TrustSkin: A Fairness Pipeline for Trustworthy Facial Affect Analysis Across Skin Tone
Ana M. Cabanas, Alma Pedro, Domingo Mery
TL;DR
The paper investigates how skin-tone measurement choices affect fairness in Facial Affect Analysis (FAA). It compares the traditional Individual Typology Angle ($ITA$) with a perceptually grounded $L^*$-$H^*$ approach, including a brown-tone override, using AffectNet and a MobileNet classifier to assess performance across skin-tone groups. Across metrics such as F1-score disparity ($\uparrow$ up to $0.080$) and TPR disparity ($\uparrow$ up to $0.106$), the $L^*$-$H^*$ method yields more consistent subgrouping and clearer Equal Opportunity diagnostics, though it remains limited by underrepresentation of Dark skin tones. Grad-CAM analyses reveal that model attention patterns differ by skin tone, suggesting varying feature encoding and the need for robust explainability. The authors propose a modular fairness-aware FAA pipeline that integrates perceptual skin-tone estimation, interpretability tools, and fairness evaluation to guide future mitigation strategies.
Abstract
Understanding how facial affect analysis (FAA) systems perform across different demographic groups requires reliable measurement of sensitive attributes such as ancestry, often approximated by skin tone, which itself is highly influenced by lighting conditions. This study compares two objective skin tone classification methods: the widely used Individual Typology Angle (ITA) and a perceptually grounded alternative based on Lightness ($L^*$) and Hue ($H^*$). Using AffectNet and a MobileNet-based model, we assess fairness across skin tone groups defined by each method.
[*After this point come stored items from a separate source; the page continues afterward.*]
//! Per-agent inbox fan-out.
//!
//! Inboxes are caches: rebuildable from the audit trail, never
//! authority. Cursors are strictly increasing per agent and never
//! reused, so clients can poll with a `since` watermark.

use std::fs;

use chrono::Utc;
use serde::Serialize;
use tracing::debug;

use team_common::error::{StoreError, StoreResult};
use team_common::fs::write_json_atomic;
use team_common::types::{Inbox, InboxEvent, Thread, ThreadMessage};
use team_common::valid_ident;

use super::Store;

/// Cap on the stored `summary` line; full bodies ride in `content`.
const SUMMARY_LIMIT: usize = 120;

#[derive(Debug, Clone, Serialize)]
#[serde(rename_all = "camelCase")]
pub struct InboxPage {
    pub events: Vec<InboxEvent>,
    pub next_since: u64,
}

impl Store {
    fn read_inbox(&self, agent_id: &str) -> StoreResult<Inbox> {
        let bytes = match fs::read(self.inbox_path(agent_id)) {
            Ok(bytes) => bytes,
            Err(err) if err.kind() == std::io::ErrorKind::NotFound => {
                return Ok(Inbox::empty(agent_id))
            }
            Err(err) => return Err(err.into()),
        };
        Ok(serde_json::from_slice(&bytes)?)
    }

    fn deliver(&self, agent_id: &str, mut event: InboxEvent) -> StoreResult<()> {
        let mut inbox = self.read_inbox(agent_id)?;
        event.cursor = inbox.next_cursor;
        inbox.next_cursor += 1;
        inbox.events.push(event);
        write_json_atomic(&self.inbox_path(agent_id), &inbox)
    }

    /// Task state changes broadcast to every known agent, the actor
    /// included.
    pub(crate) fn fan_out_task_event(
        &self,
        event_type: &str,
        task_id: &str,
        actor: &str,
        verb: &str,
    ) -> StoreResult<()> {
        let summary = format!("Task {task_id} {verb} by {actor}");
        let now = Utc::now();
        let mut recipients = self.known_agents()?;
        if !recipients.iter().any(|agent| agent == actor) {
            recipients.push(actor.to_string());
        }
        for agent in recipients {
            self.deliver(
                &agent,
                InboxEvent {
                    cursor: 0,
                    event_type: event_type.to_string(),
                    task_id: Some(task_id.to_string()),
                    thread_id: None,
                    actor: actor.to_string(),
                    summary: summary.clone(),
                    content: None,
                    created_at: now,
                },
            )?;
        }
        debug!(task_id = %task_id, event = %event_type, "Inbox fan-out");
        Ok(())
    }

    /// Thread messages go to every participant except the author.
    pub(crate) fn fan_out_thread_message(
        &self,
        thread: &Thread,
        message: &ThreadMessage,
    ) -> StoreResult<()> {
        let summary = summarize_body(&message.body);
        for participant in &thread.participants {
            if participant == &message.author {
                continue;
            }
            self.deliver(
                participant,
                InboxEvent {
                    cursor: 0,
                    event_type: "thread_message".to_string(),
                    task_id: None,
                    thread_id: Some(thread.thread_id.clone()),
                    actor: message.author.clone(),
                    summary: summary.clone(),
                    content: Some(message.body.clone()),
                    created_at: message.created_at,
                },
            )?;
        }
        Ok(())
    }

    /// Events after the `since` watermark, oldest first.
    pub fn fetch_inbox(&self, agent_id: &str, since: Option<u64>) -> StoreResult<InboxPage> {
        if !valid_ident(agent_id) {
            return Err(StoreError::InvalidAgentId(agent_id.to_string()));
        }
        let inbox = self.read_inbox(agent_id)?;
        let since = since.unwrap_or(0);
        let events: Vec<InboxEvent> = inbox
            .events
            .into_iter()
            .filter(|event| event.cursor > since)
            .collect();
        let next_since = events.iter().map(|e| e.cursor).max().unwrap_or(since);
        Ok(InboxPage { events, next_since })
    }
}

/// First `SUMMARY_LIMIT` bytes of the body, single-line.
fn summarize_body(body: &str) -> String {
    let flattened = body.replace(['\n', '\r'], " ");
    if flattened.len() <= SUMMARY_LIMIT {
        return flattened;
    }
    let mut cut = SUMMARY_LIMIT;
    while !flattened.is_char_boundary(cut) {
        cut -= 1;
    }
    flattened[..cut].to_string()
}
Results reveal a severe underrepresentation of dark skin tones ($\sim 2 \%$), alongside fairness disparities in F1-score (up to 0.08) and TPR (up to 0.11) across groups. While ITA shows limitations due to its sensitivity to lighting, the $H^*$-$L^*$ method yields more consistent subgrouping and enables clearer diagnostics through metrics such as Equal Opportunity. Grad-CAM analysis further highlights differences in model attention patterns by skin tone, suggesting variation in feature encoding. To support future mitigation efforts, we also propose a modular fairness-aware pipeline that integrates perceptual skin tone estimation, model interpretability, and fairness evaluation. These findings emphasize the relevance of skin tone measurement choices in fairness assessment and suggest that ITA-based evaluations may overlook disparities affecting darker-skinned individuals.